§ **Exercise goal**: Give back all of the data verbatim.
(Beginning of Provided records)
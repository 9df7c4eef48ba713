//! Middleware for logging requests and responses.

use axum::{
    body::Body,
    extract::Request,
    http::{StatusCode, header::CONTENT_TYPE},
    middleware::Next,
    response::{IntoResponse, Response},
};

/// Request and response bodies longer than this many characters are
/// truncated in the `info` logs.
pub const LOG_BODY_LENGTH_LIMIT: usize = 64;

/// Log the request and response for each request.
///
/// Both the request and response are logged at the `info` level.
/// If the response body is longer than [LOG_BODY_LENGTH_LIMIT] characters, it is
/// truncated and logged at the `debug` level.
/// The password of a submitted log-in form is never logged.
pub async fn logging_middleware(request: Request, next: Next) -> Response {
    let (parts, body) = request.into_parts();
    let body_text = match body_to_text(body).await {
        Ok(body_text) => body_text,
        Err(error) => {
            tracing::error!("Could not read request body: {error}");
            return StatusCode::BAD_REQUEST.into_response();
        }
    };

    let is_form = parts
        .headers
        .get(CONTENT_TYPE)
        .and_then(|header| header.to_str().ok())
        .is_some_and(|content_type| content_type.starts_with("application/x-www-form-urlencoded"));

    if is_form {
        log_request(&parts, &redact_field(&body_text, "password"));
    } else {
        log_request(&parts, &body_text);
    }

    let request = Request::from_parts(parts, body_text.into());
    let response = next.run(request).await;

    let (parts, body) = response.into_parts();
    let body_text = match body_to_text(body).await {
        Ok(body_text) => body_text,
        Err(error) => {
            tracing::error!("Could not read response body: {error}");
            return StatusCode::INTERNAL_SERVER_ERROR.into_response();
        }
    };
    log_response(&parts, &body_text);

    Response::from_parts(parts, body_text.into())
}

/// Replace the value of `field_name` in the URL encoded `form_text` with asterisks.
fn redact_field(form_text: &str, field_name: &str) -> String {
    form_text
        .split('&')
        .map(|pair| match pair.split_once('=') {
            Some((key, _)) if key == field_name => format!("{field_name}=********"),
            _ => pair.to_owned(),
        })
        .collect::<Vec<_>>()
        .join("&")
}

async fn body_to_text(body: Body) -> Result<String, axum::Error> {
    let body_bytes = axum::body::to_bytes(body, usize::MAX).await?;

    Ok(String::from_utf8_lossy(&body_bytes).to_string())
}

/// The first [LOG_BODY_LENGTH_LIMIT] characters of `body`, or `None` if the body is short enough.
fn truncate(body: &str) -> Option<&str> {
    body.char_indices()
        .nth(LOG_BODY_LENGTH_LIMIT)
        .map(|(end, _)| &body[..end])
}

fn log_request(parts: &axum::http::request::Parts, body: &str) {
    match truncate(body) {
        Some(truncated) => {
            tracing::info!("Received request: {parts:#?}\nbody: {truncated}...");
            tracing::debug!("Full request body: {body:?}");
        }
        None => tracing::info!("Received request: {parts:#?}\nbody: {body:?}"),
    }
}

fn log_response(parts: &axum::http::response::Parts, body: &str) {
    match truncate(body) {
        Some(truncated) => {
            tracing::info!("Sending response: {parts:#?}\nbody: {truncated}...");
            tracing::debug!("Full response body: {body:?}");
        }
        None => tracing::info!("Sending response: {parts:#?}\nbody: {body:?}"),
    }
}
/*! This module sets up the application's database. */

use rusqlite::{Connection, Transaction as SqlTransaction, TransactionBehavior};

use crate::{
    Error,
    balance::{find_balance_mismatch, write_running_balances},
    transaction::{SortOrder, create_transaction_table, list_transactions},
};

/// Create the tables for the ledger if they do not exist and repair the
/// stored running balances if any of them do not add up.
///
/// # Errors
/// Returns an error if there is an SQL error.
pub fn initialize(connection: &Connection) -> Result<(), Error> {
    let transaction = SqlTransaction::new_unchecked(connection, TransactionBehavior::Exclusive)?;

    create_transaction_table(&transaction)?;

    let transactions = list_transactions(SortOrder::Ascending, &transaction)?;
    if let Some(mismatch) = find_balance_mismatch(&transactions) {
        tracing::warn!(
            "Stored balance for transaction #{} is {}, expected {}. Recomputing all balances.",
            mismatch.id,
            mismatch.actual,
            mismatch.expected
        );
        let updated = write_running_balances(&transaction)?;
        tracing::info!("Recomputed the running balance of {updated} transactions.");
    }

    transaction.commit()?;

    Ok(())
}
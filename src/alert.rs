//! Alert system for displaying success and error messages to users.
//!
//! Alerts are rendered into the page's alert container. HTMX requests place
//! error responses there via `hx-target-error`, and successful responses can
//! include an alert as an out-of-band swap with [Alert::into_oob_html].

use axum::response::{IntoResponse, Response};
use maud::{Markup, html};

/// A message to display to the user.
#[derive(Debug, Clone, PartialEq)]
pub enum Alert {
    /// An operation succeeded and there is nothing more to say about it.
    SuccessSimple { message: String },
    /// An operation failed.
    Error { message: String, details: String },
}

impl Alert {
    fn parts(&self) -> (&str, &str, &'static str) {
        const SUCCESS_STYLE: &str = "text-green-800 bg-green-50 border-green-300 \
            dark:bg-gray-800 dark:text-green-400 dark:border-green-800";
        const ERROR_STYLE: &str = "text-red-800 bg-red-50 border-red-300 \
            dark:bg-gray-800 dark:text-red-400 dark:border-red-800";

        match self {
            Alert::SuccessSimple { message } => (message.as_str(), "", SUCCESS_STYLE),
            Alert::Error { message, details } => {
                (message.as_str(), details.as_str(), ERROR_STYLE)
            }
        }
    }

    /// Render the alert as an HTML fragment.
    pub fn into_html(self) -> Markup {
        let (message, details, style) = self.parts();

        html! {
            div
                role="alert"
                class={ "flex items-start justify-between p-4 mb-4 border rounded-lg " (style) }
            {
                div
                {
                    p class="font-medium" { (message) }

                    @if !details.is_empty() {
                        p class="text-sm" { (details) }
                    }
                }

                button
                    type="button"
                    aria-label="Dismiss"
                    class="ms-3 text-lg leading-none"
                    onclick="this.closest('[role=alert]').remove()"
                {
                    "×"
                }
            }
        }
    }

    /// Render the alert so that HTMX swaps it into the alert container
    /// alongside the main response content.
    pub fn into_oob_html(self) -> Markup {
        html! {
            div id="alert-container" hx-swap-oob="innerHTML"
            {
                (self.into_html())
            }
        }
    }
}

impl IntoResponse for Alert {
    fn into_response(self) -> Response {
        self.into_html().into_response()
    }
}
(End of Provided records)
§ **Exercise solution**:
repository 9df7c4eef48ba713
//! Middleware for logging requests and responses.

use axum::{
    body::Body,
    extract::Request,
    http::{StatusCode, header::CONTENT_TYPE},
    middleware::Next,
    response::{IntoResponse, Response},
};

/// Request and response bodies longer than this many characters are
/// truncated in the `info` logs.
pub const LOG_BODY_LENGTH_LIMIT: usize = 64;

/// Log the request and response for each request.
///
/// Both the request and response are logged at the `info` level.
/// If the response body is longer than [LOG_BODY_LENGTH_LIMIT] characters, it is
/// truncated and logged at the `debug` level.
/// The password of a submitted log-in form is never logged.
pub async fn logging_middleware(request: Request, next: Next) -> Response {
    let (parts, body) = request.into_parts();
    let body_text = match body_to_text(body).await {
        Ok(body_text) => body_text,
        Err(error) => {
            tracing::error!("Could not read request body: {error}");
            return StatusCode::BAD_REQUEST.into_response();
        }
    };

    let is_form = parts
        .headers
        .get(CONTENT_TYPE)
        .and_then(|header| header.to_str().ok())
        .is_some_and(|content_type| content_type.starts_with("application/x-www-form-urlencoded"));

    if is_form {
        log_request(&parts, &redact_field(&body_text, "password"));
    } else {
        log_request(&parts, &body_text);
    }

    let request = Request::from_parts(parts, body_text.into());
    let response = next.run(request).await;

    let (parts, body) = response.into_parts();
    let body_text = match body_to_text(body).await {
        Ok(body_text) => body_text,
        Err(error) => {
            tracing::error!("Could not read response body: {error}");
            return StatusCode::INTERNAL_SERVER_ERROR.into_response();
        }
    };
    log_response(&parts, &body_text);

    Response::from_parts(parts, body_text.into())
}

/// Replace the value of `field_name` in the URL encoded `form_text` with asterisks.
fn redact_field(form_text: &str, field_name: &str) -> String {
    form_text
        .split('&')
        .map(|pair| match pair.split_once('=') {
            Some((key, _)) if key == field_name => format!("{field_name}=********"),
            _ => pair.to_owned(),
        })
        .collect::<Vec<_>>()
        .join("&")
}

async fn body_to_text(body: Body) -> Result<String, axum::Error> {
    let body_bytes = axum::body::to_bytes(body, usize::MAX).await?;

    Ok(String::from_utf8_lossy(&body_bytes).to_string())
}

/// The first [LOG_BODY_LENGTH_LIMIT] characters of `body`, or `None` if the body is short enough.
fn truncate(body: &str) -> Option<&str> {
    body.char_indices()
        .nth(LOG_BODY_LENGTH_LIMIT)
        .map(|(end, _)| &body[..end])
}

fn log_request(parts: &axum::http::request::Parts, body: &str) {
    match truncate(body) {
        Some(truncated) => {
            tracing::info!("Received request: {parts:#?}\nbody: {truncated}...");
            tracing::debug!("Full request body: {body:?}");
        }
        None => tracing::info!("Received request: {parts:#?}\nbody: {body:?}"),
    }
}

fn log_response(parts: &axum::http::response::Parts, body: &str) {
    match truncate(body) {
        Some(truncated) => {
            tracing::info!("Sending response: {parts:#?}\nbody: {truncated}...");
            tracing::debug!("Full response body: {body:?}");
        }
        None => tracing::info!("Sending response: {parts:#?}\nbody: {body:?}"),
    }
}
/*! This module sets up the application's database. */

use rusqlite::{Connection, Transaction as SqlTransaction, TransactionBehavior};

use crate::{
    Error,
    balance::{find_balance_mismatch, write_running_balances},
    transaction::{SortOrder, create_transaction_table, list_transactions},
};

/// Create the tables for the ledger if they do not exist and repair the
/// stored running balances if any of them do not add up.
///
/// # Errors
/// Returns an error if there is an SQL error.
pub fn initialize(connection: &Connection) -> Result<(), Error> {
    let transaction = SqlTransaction::new_unchecked(connection, TransactionBehavior::Exclusive)?;

    create_transaction_table(&transaction)?;

    let transactions = list_transactions(SortOrder::Ascending, &transaction)?;
    if let Some(mismatch) = find_balance_mismatch(&transactions) {
        tracing::warn!(
            "Stored balance for transaction #{} is {}, expected {}. Recomputing all balances.",
            mismatch.id,
            mismatch.actual,
            mismatch.expected
        );
        let updated = write_running_balances(&transaction)?;
        tracing::info!("Recomputed the running balance of {updated} transactions.");
    }

    transaction.commit()?;

    Ok(())
}
filename src/alert.rs
//! Alert system for displaying success and error messages to users.
//!
//! Alerts are rendered into the page's alert container. HTMX requests place
//! error responses there via `hx-target-error`, and successful responses can
//! include an alert as an out-of-band swap with [Alert::into_oob_html].

use axum::response::{IntoResponse, Response};
use maud::{Markup, html};

/// A message to display to the user.
#[derive(Debug, Clone, PartialEq)]
pub enum Alert {
    /// An operation succeeded and there is nothing more to say about it.
    SuccessSimple { message: String },
    /// An operation failed.
    Error { message: String, details: String },
}

impl Alert {
    fn parts(&self) -> (&str, &str, &'static str) {
        const SUCCESS_STYLE: &str = "text-green-800 bg-green-50 border-green-300 \
            dark:bg-gray-800 dark:text-green-400 dark:border-green-800";
        const ERROR_STYLE: &str = "text-red-800 bg-red-50 border-red-300 \
            dark:bg-gray-800 dark:text-red-400 dark:border-red-800";

        match self {
            Alert::SuccessSimple { message } => (message.as_str(), "", SUCCESS_STYLE),
            Alert::Error { message, details } => {
                (message.as_str(), details.as_str(), ERROR_STYLE)
            }
        }
    }

    /// Render the alert as an HTML fragment.
    pub fn into_html(self) -> Markup {
        let (message, details, style) = self.parts();

        html! {
            div
                role="alert"
                class={ "flex items-start justify-between p-4 mb-4 border rounded-lg " (style) }
            {
                div
                {
                    p class="font-medium" { (message) }

                    @if !details.is_empty() {
                        p class="text-sm" { (details) }
                    }
                }

                button
                    type="button"
                    aria-label="Dismiss"
                    class="ms-3 text-lg leading-none"
                    onclick="this.closest('[role=alert]').remove()"
                {
                    "×"
                }
            }
        }
    }

    /// Render the alert so that HTMX swaps it into the alert container
    /// alongside the main response content.
    pub fn into_oob_html(self) -> Markup {
        html! {
            div id="alert-container" hx-swap-oob="innerHTML"
            {
                (self.into_html())
            }
        }
    }
}

impl IntoResponse for Alert {
    fn into_response(self) -> Response {
        self.into_html().into_response()
    }
}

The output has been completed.